Background We previously identified peritoneal B1a cells that secrete natural IgM as a key atheroprotective B cell subset. However, the molecules that activate atheroprotective B1a cells are unknown. Here, we investigated whether Toll‐like receptors (TLRs) TLR 2, TLR 4, and TLR 9 expressed by B1a cells are required for IgM‐mediated atheroprotection. Methods and Results We adoptively transferred B1a cells from wild‐type mice or from mice deficient in TLR 2, TLR 4, TLR 9, or myeloid differentiation primary response 88 (MyD88) into ApoE −/− mice depleted of peritoneal B1a cells by splenectomy and fed a high‐fat diet for 8 weeks. Elevations in plasma total, anti‐oxLDL (oxidized low‐density lipoprotein), anti‐leukocyte, anti‐ CD 3, anti‐ CD 8, and anti‐ CD 4 IgMs in atherosclerotic mice required B1a cells expressing TLR 4 and MyD88, indicating a critical role for TLR 4‐MyD88 signaling for IgM secretion. Suppression of atherosclerosis was also critically dependent on B1a cells expressing TLR 4‐MyD88. Atherosclerosis suppression was associated not only with reductions in lesion apoptotic cells, necrotic cores, and ox LDL , but also with reduced lesion CD 4 + and CD 8 + T cells. Transforming growth factor beta 1 ( TGF ‐β1) expression, including macrophages expressing TGF ‐β1, was increased, consistent with increased IgM‐mediated phagocytosis of apoptotic cells by macrophages. Reductions in lesion inflammatory cytokines tumor necrosis factor alpha ( TNF ‐α), interleukin ( IL) 1β, and IL ‐18 were consistent with augmented TGF ‐β1 expression.
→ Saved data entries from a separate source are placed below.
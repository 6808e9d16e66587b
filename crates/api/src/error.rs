use court_scheduler_domain::ScheduleValidationError;
use thiserror::Error;

#[derive(Error, Debug, PartialEq)]
pub enum CourtSchedulerError {
    #[error("{0}")]
    InvalidSchedule(ScheduleValidationError),
    #[error("Update failed. Please try again.")]
    UpdateFailed,
}
use super::ICourtScheduleService;
use court_scheduler_domain::{DailySlot, OffDayException, ID};

#[derive(Debug, Clone, PartialEq)]
pub enum CourtScheduleWrite {
    Availability {
        court_id: ID,
        daily_slots: Vec<DailySlot>,
    },
    Unavailability {
        court_id: ID,
        exception: OffDayException,
    },
}

/// Records every write instead of calling the backend. Either write kind
/// can be configured to fail.
pub struct InMemoryCourtScheduleService {
    writes: std::sync::Mutex<Vec<CourtScheduleWrite>>,
    fail_availability: bool,
    fail_unavailability: bool,
}

impl InMemoryCourtScheduleService {
    pub fn new() -> Self {
        Self {
            writes: std::sync::Mutex::new(Vec::new()),
            fail_availability: false,
            fail_unavailability: false,
        }
    }

    pub fn failing_availability(mut self) -> Self {
        self.fail_availability = true;
        self
    }

    pub fn failing_unavailability(mut self) -> Self {
        self.fail_unavailability = true;
        self
    }

    /// Every attempted write, failed ones included
    pub fn writes(&self) -> Vec<CourtScheduleWrite> {
        self.writes.lock().unwrap().clone()
    }
}

impl Default for InMemoryCourtScheduleService {
    fn default() -> Self {
        Self::new()
    }
}

#[async_trait::async_trait]
impl ICourtScheduleService for InMemoryCourtScheduleService {
    async fn create_availability(
        &self,
        court_id: &ID,
        daily_slots: &[DailySlot],
    ) -> anyhow::Result<()> {
        self.writes
            .lock()
            .unwrap()
            .push(CourtScheduleWrite::Availability {
                court_id: court_id.clone(),
                daily_slots: daily_slots.to_vec(),
            });
        if self.fail_availability {
            anyhow::bail!("Court availability was rejected");
        }
        Ok(())
    }

    async fn create_unavailability(
        &self,
        court_id: &ID,
        exception: &OffDayException,
    ) -> anyhow::Result<()> {
        self.writes
            .lock()
            .unwrap()
            .push(CourtScheduleWrite::Unavailability {
                court_id: court_id.clone(),
                exception: exception.clone(),
            });
        if self.fail_unavailability {
            anyhow::bail!("Court unavailability was rejected");
        }
        Ok(())
    }
}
Conclusions TLR 4‐MyD88 expression on B1a cells is critical for their IgM‐dependent atheroprotection that not only reduced lesion apoptotic cells and necrotic cores, but also decreased CD 4 and CD 8 T‐cell infiltrates and augmented TGF ‐β1 expression accompanied by reduced lesion inflammatory cytokines TNF ‐α, IL ‐1β, and IL ‐18.